Mardi 15 septembre 2026, à New York se tenait une importante rencontre diplomatique, réunissant le ministre des Affaires étrangères, Nasser Bourita, son homologue israélien Gideon Saar, l’ambassadeur américain auprès de l’ONU, Mike Waltz, ainsi que d’autres représentants de pays signataires des accords d’Abraham. Les nouveaux engagements que le Maroc et Israël y ont pris ne sont pas passés inaperçus.
Rien de cet événement ne pouvait passer inaperçu. Ni la présence des ministres des Affaires étrangères du Maroc et d’Israël réunis autour de l’ambassadeur américain auprès de l’ONU; ni le contexte dans lequel se tenait la rencontre; ni les décisions qui y ont été prises; et encore moins la déclaration tripartite qui a acté les nouvelles intentions des parties concernées.
La rencontre s’est tenue au lendemain d’une réception donnée par l’ambassadeur Waltz pour marquer le sixième anniversaire des accords d’Abraham, à laquelle étaient présents, outre les représentants des États-Unis, du Maroc et d’Israël, ceux des Émirats arabes unis, de Bahreïn et du Kazakhstan.
Organisée sous l’égide des États-Unis, elle était dédiée aux relations bilatérales maroco-israéliennes, qui à cette occasion devaient être élevées à un plus haut niveau. C’est ainsi que dans la Déclaration paraphée par les 3 pays, le Maroc et Israël ont annoncé que leurs bureaux de liaison actuellement en place à Rabat et Tel-Aviv seront remplacés par des ambassades et qu’ils procéderont à la nomination de leurs ambassadeurs respectifs.
De même qu’ils se sont engagés à mettre en œuvre une série de décisions prises à cette occasion. Sur le volet économique, notamment, ils sont convenus de boucler, d’ici fin 2026, deux accords-clés. Le premier portant sur la protection des investissements, le deuxième sur la double imposition, afin de donner un nouvel élan aux échanges commerciaux entre les deux pays.
L’objectif étant de faciliter les investissements réciproques et de développer les échanges économiques et commerciaux entre les deux pays. Engagement également pour un élargissement du trafic aérien. Les liaisons aériennes seront complètement rétablies après trois années d’interruption. Des vols directs entre le Maroc et Israël recommenceront à être assurés dans les prochaines semaines.
Les deux pays se sont par ailleurs entendus sur un calendrier à établir pour l’organisation de visites réciproques de hauts responsables au cours des prochains mois.
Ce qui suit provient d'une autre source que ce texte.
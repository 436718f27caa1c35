//! Node storage: id → node and group → nodes.
//!
//! Nodes live in generational slots. Dropping a node's id mapping
//! (`deregister`) and freeing its slot (`release`) are separate steps, because
//! an exiting node keeps animating after its id has been handed back.

use std::collections::{BTreeSet, HashMap};

use tracing::trace;

use crate::config::FlipConfig;
use crate::node::{FlipNode, NodeKey};

#[derive(Debug)]
struct Slot<E> {
    generation: u32,
    node: Option<FlipNode<E>>,
}

#[derive(Debug)]
pub struct Registry<E> {
    slots: Vec<Slot<E>>,
    free: Vec<u32>,
    by_id: HashMap<String, NodeKey>,
    groups: HashMap<String, BTreeSet<NodeKey>>,
}

impl<E> Default for Registry<E> {
    fn default() -> Self {
        Self {
            slots: Vec::new(),
            free: Vec::new(),
            by_id: HashMap::new(),
            groups: HashMap::new(),
        }
    }
}

impl<E: Clone + PartialEq> Registry<E> {
    pub fn new() -> Self {
        Self::default()
    }

    /// Insert or update the node registered under `id`.
    ///
    /// An existing node keeps its element, snapshots and animation; only its
    /// configuration and parent are replaced.
    pub fn upsert(&mut self, id: &str, config: FlipConfig, parent: Option<NodeKey>) -> NodeKey {
        if let Some(&key) = self.by_id.get(id) {
            let old_group = self
                .get_mut(key)
                .and_then(|node| {
                    let old = node.config.group.take();
                    node.config = config;
                    node.parent = parent;
                    (old != node.config.group).then_some(old)
                });
            if let Some(old_group) = old_group {
                if let Some(old) = old_group {
                    self.leave_group(&old, key);
                }
                self.join_group(key);
            }
            return key;
        }

        let node = FlipNode::new(id.to_string(), config, parent);
        let key = match self.free.pop() {
            Some(index) => {
                let slot = &mut self.slots[index as usize];
                slot.node = Some(node);
                NodeKey {
                    index,
                    generation: slot.generation,
                }
            }
            None => {
                self.slots.push(Slot {
                    generation: 0,
                    node: Some(node),
                });
                NodeKey {
                    index: (self.slots.len() - 1) as u32,
                    generation: 0,
                }
            }
        };
        self.by_id.insert(id.to_string(), key);
        self.join_group(key);
        trace!(node_id = id, ?key, "registered flip node");
        key
    }

    pub fn lookup(&self, id: &str) -> Option<NodeKey> {
        self.by_id.get(id).copied()
    }

    pub fn get(&self, key: NodeKey) -> Option<&FlipNode<E>> {
        self.slots
            .get(key.index as usize)
            .filter(|slot| slot.generation == key.generation)
            .and_then(|slot| slot.node.as_ref())
    }

    pub fn get_mut(&mut self, key: NodeKey) -> Option<&mut FlipNode<E>> {
        self.slots
            .get_mut(key.index as usize)
            .filter(|slot| slot.generation == key.generation)
            .and_then(|slot| slot.node.as_mut())
    }

    /// Drop the id and group mappings. The node stays reachable by key.
    pub fn deregister(&mut self, key: NodeKey) {
        let Some(node) = self.get_mut(key) else {
            return;
        };
        if !node.registered {
            return;
        }
        node.registered = false;
        node.flip_pending = false;
        let id = node.id().to_string();
        let group = node.config.group.clone();

        if self.by_id.get(&id) == Some(&key) {
            self.by_id.remove(&id);
        }
        if let Some(group) = group {
            self.leave_group(&group, key);
        }
        trace!(node_id = %id, ?key, "deregistered flip node");
    }

    /// Free the slot. Outstanding keys to it stop resolving.
    pub fn release(&mut self, key: NodeKey) {
        self.deregister(key);
        let Some(slot) = self.slots.get_mut(key.index as usize) else {
            return;
        };
        if slot.generation != key.generation || slot.node.is_none() {
            return;
        }
        slot.node = None;
        slot.generation = slot.generation.wrapping_add(1);
        self.free.push(key.index);
    }

    /// Current members of `group`, in key order.
    pub fn group_members(&self, group: &str) -> Vec<NodeKey> {
        self.groups
            .get(group)
            .map(|members| members.iter().copied().collect())
            .unwrap_or_default()
    }

    /// Registered nodes waiting for the next flush.
    pub fn pending(&self) -> Vec<NodeKey> {
        self.keys()
            .filter(|&key| {
                self.get(key)
                    .is_some_and(|node| node.registered && node.flip_pending)
            })
            .collect()
    }

    /// Number of parent hops to a root. Stale parents and cycles end the walk.
    pub fn depth(&self, key: NodeKey) -> usize {
        let mut depth = 0;
        let mut current = self.get(key).and_then(|node| node.parent);
        while let Some(parent) = current {
            if depth >= self.slots.len() {
                break;
            }
            depth += 1;
            current = self.get(parent).and_then(|node| node.parent);
        }
        depth
    }

    /// Keys of every live slot, registered or not.
    pub fn keys(&self) -> impl Iterator<Item = NodeKey> + '_ {
        self.slots.iter().enumerate().filter_map(|(index, slot)| {
            slot.node.as_ref().map(|_| NodeKey {
                index: index as u32,
                generation: slot.generation,
            })
        })
    }

    pub fn len(&self) -> usize {
        self.by_id.len()
    }

    fn join_group(&mut self, key: NodeKey) {
        let Some(group) = self.get(key).and_then(|node| node.config.group.clone()) else {
            return;
        };
        self.groups.entry(group).or_default().insert(key);
    }

    fn leave_group(&mut self, group: &str, key: NodeKey) {
        if let Some(members) = self.groups.get_mut(group) {
            members.remove(&key);
            if members.is_empty() {
                self.groups.remove(group);
            }
        }
    }
}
Israël a remercié les États-Unis pour leur rôle dans l’organisation de cette rencontre et leur contribution au renforcement des relations avec le Maroc.
Gideon Saar a tenu à rappeler la profondeur historique du lien entre les deux peuples: «L’amitié entre les peuples marocain et juif est ancrée profondément dans l’histoire», a-t-il affirmé, ajoutant: «La déclaration que nous avons signée aujourd’hui détaille des mesures concrètes pour renforcer les relations entre Israël et le Maroc au bénéfice des deux peuples ; et nous travaillerons à sa mise en œuvre».
Plus tard dans la journée, Gideon Saar et Nasser Bourita devaient s’entretenir en tête-à-tête. Cette rencontre, qui a pris tout le monde par surprise, en a inquiété plus d’un, notamment dans la région… Et pour cause ! Elle intervient juste à 5 semaines d’une nouvelle réunion et Résolution onusiennes sur le dossier du Sahara. Elle intervient sous l’égide des États-Unis et sur initiative de l’ambassadeur américain à l’ONU par ailleurs Pen Holder de toute résolution sur le Sahara.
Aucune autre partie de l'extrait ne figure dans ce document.